Attention ce n'est pas une saga familiale de type feuilleton dont certaines sont d'ailleurs très agréables. Edgar Reitz a consacré 25 ans à ces trois films et c'est avec une précision d'entomologiste qu'il nous immege dans cette chronique allemande. Bien sûr le Troisième Reich y est présent,mais pas à l'état-major de Berlin ni lors des grandes batailles.C'est dans le quotidien de ces gens ordinaires que souffle le grand vent de l'Histoire. Les personnages ne sont jamais stéréotypés et s'adaptent, ni héros ni salauds pour la plupart.
Edgar Reitz est particulièrement habile à souligner les progrès économiques, le miracle allemand des années 50, la mutation technologique agricole et industrielle. Ceci a été peu montré au cinéma. Rien de romanesque mais une suite de touches très sensibles et vraisemblables au coeur d'une région en devenir avec des acteurs allemands inconnus d'une justesse impensable dans un cinéma souvent balisé.

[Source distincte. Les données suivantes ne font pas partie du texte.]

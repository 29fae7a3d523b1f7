// Copyright (c) 2024-2026 Martin Schröder <info@swedishembedded.com>
//
// SPDX-License-Identifier: MIT
//! Per-group sandbox session tokens: `sessions.json` (§3, §6.3).
//!
//! The sandbox runner returns an opaque `new_session_id` on success; the next
//! run against the same group (context-mode "group") resumes it. Lost on
//! restart is not acceptable here — unlike the rate-limit windows or lock
//! registry, this map is durable.

use std::collections::HashMap;
use std::fs;
use std::path::PathBuf;
use std::sync::RwLock;

use anyhow::{Context, Result};
use serde::{Deserialize, Serialize};

#[derive(Debug, Default, Serialize, Deserialize)]
struct SessionsFile {
    #[serde(flatten)]
    sessions: HashMap<String, String>,
}

pub struct SessionStore {
    path: PathBuf,
    sessions: RwLock<HashMap<String, String>>,
}

impl SessionStore {
    pub fn load(path: impl Into<PathBuf>) -> Result<Self> {
        let path = path.into();
        let sessions = if path.exists() {
            let content = fs::read_to_string(&path)
                .with_context(|| format!("reading {}", path.display()))?;
            let file: SessionsFile = serde_json::from_str(&content)
                .with_context(|| format!("parsing {}", path.display()))?;
            file.sessions
        } else {
            HashMap::new()
        };
        Ok(Self {
            path,
            sessions: RwLock::new(sessions),
        })
    }

    fn persist(&self) -> Result<()> {
        let file = SessionsFile {
            sessions: self.sessions.read().unwrap().clone(),
        };
        if let Some(parent) = self.path.parent() {
            fs::create_dir_all(parent)
                .with_context(|| format!("creating {}", parent.display()))?;
        }
        let content = serde_json::to_string_pretty(&file)?;
        fs::write(&self.path, content).with_context(|| format!("writing {}", self.path.display()))
    }

    pub fn get(&self, folder: &str) -> Option<String> {
        self.sessions.read().unwrap().get(folder).cloned()
    }

    pub fn set(&self, folder: &str, session_id: impl Into<String>) -> Result<()> {
        self.sessions
            .write()
            .unwrap()
            .insert(folder.to_string(), session_id.into());
        self.persist()
    }

    pub fn clear(&self, folder: &str) -> Result<()> {
        self.sessions.write().unwrap().remove(folder);
        self.persist()
    }
}

#[cfg(test)]
mod tests {
    use super::*;

    #[test]
    fn set_then_get_roundtrips() {
        let dir = tempfile::tempdir().unwrap();
        let store = SessionStore::load(dir.path().join("sessions.json")).unwrap();
        store.set("main", "sess-123").unwrap();
        assert_eq!(store.get("main").as_deref(), Some("sess-123"));
    }

    #[test]
    fn persists_across_reload() {
        let dir = tempfile::tempdir().unwrap();
        let path = dir.path().join("sessions.json");
        {
            let store = SessionStore::load(&path).unwrap();
            store.set("main", "sess-123").unwrap();
        }
        let reloaded = SessionStore::load(&path).unwrap();
        assert_eq!(reloaded.get("main").as_deref(), Some("sess-123"));
    }

    #[test]
    fn clear_removes_entry() {
        let dir = tempfile::tempdir().unwrap();
        let store = SessionStore::load(dir.path().join("sessions.json")).unwrap();
        store.set("main", "sess-123").unwrap();
        store.clear("main").unwrap();
        assert!(store.get("main").is_none());
    }

    #[test]
    fn missing_folder_returns_none() {
        let dir = tempfile::tempdir().unwrap();
        let store = SessionStore::load(dir.path().join("sessions.json")).unwrap();
        assert!(store.get("nope").is_none());
    }
}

Reitz a beaucoup écrit sur le cinéma et aussi formé nombre de jeunes talents. Heimat 1 possède la particularité de passer du noir et blanc à la couleur et inversement. J'avoue ne pas savoir pourquoi.Ce que je sais c'est qu'il excelle aussi bien dans la peinture des travaux que dans le regard sur l'âme de ses protagonistes y compris dans leurs intimes émois. Heimat 1(Pour la suite on verra) est du très grand cinéma et je parodierai le titre d'un autre film que je n'ai pas vu:Heimat, un film d'Allemagne. Rendez-vous dans quelques mois... pour la suite de cette aventure toute d'intelligence et de retenue qui nous apprend bien des choses sur ce pays peu connu,l 'Allemagne. Pour cela bien sûr il faut prendre le temps.